Moreover, the current back-room deals and negotiations undertaken by the FDIC would benefit from transparency and more use of market offerings to compel the most efficient outcomes. Hence, it might make sense for Congress to provide for special handling of the big, bad banks by the FDIC to rectify and minimize these types of problems which will only be magnified with huge bank closures.

However, it is my belief that the vast majority of the politically viable alternatives to the current FDIC process are so ill-conceived and fraught with danger (can you say Geithner/Summers/Bernanke?) that simply employing the FDIC process warts and all would be far preferable to letting the crazies in charge of the government create something new.

Our benchmark should be, I believe, a list of dos and don'ts against which to measure any proposed solution. I have specified my preferred list before, and I am sure it isn't perfect but here it is again:

First, no federal funds should be used to "recapitalize" any existing banks or to capitalize any new banks. New capital, to the extent it is required, should be raised in public stock offerings or through injections of private capital by acquiring banks in a carefully negotiated deal done in full public view.

Second, the only way federal funds should be used is to make good on promises/guarantees the federal government already has made, i.e., deposit insurance, pension funds, legal promises to creditors in earlier rounds (ill-advised though they probably were) and so forth. Something should be done to limit government's exposure this time around on money market funds which it guaranteed outside the law in the middle of the panic in the recent past. Absolutely no speculative "purchase" of any assets or institutions by the federal government in search of "cleaning them up and running them for a while and then 'selling' them at a profit." This would be a prescription for disaster.

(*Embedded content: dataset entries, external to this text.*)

//! # contentfor-render - Template index and yield helpers
//!
//! `contentfor-render` holds the template side of layout-wrapped rendering:
//! a template index compiled from view directories, template handles that
//! render into any writer, and the `could_yield` / `yield` template functions
//! that let a layout pull in named content regions.
//!
//! This crate is the rendering foundation for the `contentfor` controller
//! layer, but can be used on its own with any code that owns a
//! [`RenderArgs`] bag.
//!
//! ## Core Concepts
//!
//! - [`TemplateSet`]: compiled templates, shared behind an `Arc`
//! - [`TemplateHandle`]: a resolved template (`render`, `name`, `content`)
//! - [`RenderArgs`]: the named values a template sees
//! - [`ContentForItems`]: yield name → template, injected as `ContentForItems`
//!
//! ## Quick Start
//!
//! ```rust
//! use std::collections::BTreeMap;
//! use std::sync::Arc;
//! use contentfor_render::{ContentForItems, RenderArgs, TemplateSet};
//!
//! let set = Arc::new(TemplateSet::from_inline(&[
//!     ("application.html", "<main>{{ yield() }}</main>{{ yield('footer') }}"),
//!     ("Hotels/index.html", "<h1>{{ title }}</h1>"),
//!     ("footer.html", "<footer>{{ title }}</footer>"),
//! ]).unwrap());
//!
//! let mut items = BTreeMap::new();
//! items.insert(String::new(), set.template("Hotels/index.html").unwrap());
//! items.insert("footer".to_string(), set.template("footer.html").unwrap());
//!
//! let args = RenderArgs::new().with("title", "Hotels");
//! let context = ContentForItems::new(args, items).into_render_context();
//!
//! let page = set.template("application.html").unwrap().render_to_string(&context).unwrap();
//! assert_eq!(page, "<main><h1>Hotels</h1></main><footer>Hotels</footer>");
//! ```

pub mod context;
mod error;
pub mod template;

pub use context::RenderArgs;
pub use error::RenderError;
pub use template::{
    could_yield, register_functions, walk_template_dir, yield_content, ContentForItems,
    RegistryError, ResolvedTemplate, TemplateFile, TemplateHandle, TemplateRegistry,
    TemplateSet, CONTENT_FOR_ITEMS, MAX_YIELD_DEPTH,
};

// Re-export the engine value type so callers can build arguments without
// depending on minijinja directly.
pub use minijinja::Value;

Third, no effort should be made to "save," or "re-tread" any bank that fails Geithner's "stress test" through forbearance schemes. They fail the test, they close their doors; go into conservatorship; get liquidated or merged and toxic assets cleaned up and sold off ASAP --

Fourth, make sure any mergers and/or acquisitions forced by the FDIC are done in the light of day at market prices -- no backroom deals -- and that any debt/equity swaps give the banks' creditors an appropriate haircut. Also, NO FEDERAL GUARANTEES should be given AT ALL, PERIOD. If there is not a ready buyer for the cleaned-up core of the old bank at market prices, it is not clean enough. No formulaic pricing of whole banks either. All sales/acquisitions/mergers must occur in the light of day, preferably at public auction. Here the toxic assets could pose a problem unless they are removed from consideration of any merger and handled properly in one or more RTC-like facilities. Again, no federal guarantees on toxic assets should be allowed. No formulaic prices should be put on those assets either. They should be brought to market in an orderly manner only after they are properly cleaned up for public sale. If an asset(s) cannot be cleaned up/re-worked and sold at a price determined by the market, that asset should be considered a rotten apple, worthless, and discarded.

Fifth, find a way to limit the federal bureaucracy's operational participation in this effort and do not allow federal bureaucrats to run the banks or establish operating rules and criteria from the outside—no more IndyMacs. Make sure that banks failing the stress test are kept in operation under conservatorship as short a time as possible and that it be a TRUE conservatorship, not a bureaucratically run bank. This will mean outsourcing this function preferably with a judge not a bureaucrat overseeing the process.

Sixth, make sure there is no in-between status for banks. Either they pass the test and receive NO federal funds or intervention or they fail the test, in which case they are closed down entirely through a process that satisfies the criteria above.